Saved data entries
# # # # # # #
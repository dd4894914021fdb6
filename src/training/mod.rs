//! Training infrastructure for histogram-based tree growth.
//!
//! - [`GradStats`]: Additive gradient/hessian sufficient statistic
//! - [`Parallelism`]: Thread-count hint shared by parallel components
//! - [`gbdt`]: Split search, tree mutation and prediction cache updates

pub mod gbdt;

mod gradient;
mod parallelism;

pub use gradient::GradStats;
pub use parallelism::Parallelism;
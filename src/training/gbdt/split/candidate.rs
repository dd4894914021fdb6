//! Best-split records.

use crate::training::GradStats;

use super::super::categorical::CatBitset;
use super::super::params::TrainParams;
use super::super::tree::NodeId;

/// Gains at or below this are treated as no improvement.
const RT_EPS: f64 = 1e-6;

/// Routing predicate of a split.
#[derive(Clone, Debug, PartialEq)]
pub enum SplitCondition {
    /// `value < threshold` goes left.
    Numeric { threshold: f32 },
    /// The single category goes right, everything else left.
    OneHot { category: f32 },
    /// Categories in the set go right.
    Partition { categories: CatBitset },
}

impl Default for SplitCondition {
    fn default() -> Self {
        Self::Numeric { threshold: 0.0 }
    }
}

/// Best split found so far for one node.
///
/// Updates are monotonic: a candidate is replaced only by a strictly greater,
/// finite gain. Equal gains keep the candidate found first, which makes the
/// outcome of a scan independent of how work was scheduled as long as
/// results are merged in a fixed order.
#[derive(Clone, Debug, Default, PartialEq)]
pub struct SplitCandidate {
    /// Loss change relative to keeping the node a leaf.
    pub gain: f64,
    pub feature: u32,
    pub condition: SplitCondition,
    /// Direction for missing values.
    pub default_left: bool,
    pub left_sum: GradStats,
    pub right_sum: GradStats,
}

impl SplitCandidate {
    /// Whether `gain` would replace this candidate.
    #[inline]
    pub fn needs_replace(&self, gain: f64) -> bool {
        gain.is_finite() && gain > self.gain
    }

    /// Replace with the given split if its gain is strictly greater.
    ///
    /// Returns `true` if the candidate changed.
    pub fn update(
        &mut self,
        gain: f64,
        feature: u32,
        condition: SplitCondition,
        default_left: bool,
        left_sum: GradStats,
        right_sum: GradStats,
    ) -> bool {
        if !self.needs_replace(gain) {
            return false;
        }
        *self = Self { gain, feature, condition, default_left, left_sum, right_sum };
        true
    }

    /// Merge another candidate, keeping `self` on ties.
    pub fn merge(&mut self, other: SplitCandidate) -> bool {
        if !self.needs_replace(other.gain) {
            return false;
        }
        *self = other;
        true
    }

    #[inline]
    pub fn is_categorical(&self) -> bool {
        !matches!(self.condition, SplitCondition::Numeric { .. })
    }

    /// Statistic of the node being split.
    #[inline]
    pub fn parent_sum(&self) -> GradStats {
        self.left_sum + self.right_sum
    }
}

/// Pending expansion of one frontier node.
#[derive(Clone, Debug, Default, PartialEq)]
pub struct ExpandEntry {
    pub node_id: NodeId,
    pub depth: u32,
    pub split: SplitCandidate,
}

impl ExpandEntry {
    pub fn new(node_id: NodeId, depth: u32) -> Self {
        Self { node_id, depth, split: SplitCandidate::default() }
    }

    /// Whether the split should be committed given the tree's current leaf count.
    pub fn is_valid(&self, params: &TrainParams, n_leaves: usize) -> bool {
        let split = &self.split;
        if split.gain <= RT_EPS {
            return false;
        }
        if split.left_sum.hess == 0.0 || split.right_sum.hess == 0.0 {
            return false;
        }
        if split.gain < params.min_split_loss as f64 {
            return false;
        }
        if params.max_depth > 0 && self.depth == params.max_depth {
            return false;
        }
        if params.max_leaves > 0 && n_leaves == params.max_leaves as usize {
            return false;
        }
        true
    }
}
# # # # # # #
Please write out exactly the lines from the start of the data through the line that contains "pub use gradient::GradStats;", both ends included, and nothing else.

repository dd4894914021fdb6
filename src/training/mod.rs
//! Training infrastructure for histogram-based tree growth.
//!
//! - [`GradStats`]: Additive gradient/hessian sufficient statistic
//! - [`Parallelism`]: Thread-count hint shared by parallel components
//! - [`gbdt`]: Split search, tree mutation and prediction cache updates

pub mod gbdt;

mod gradient;
mod parallelism;

pub use gradient::GradStats;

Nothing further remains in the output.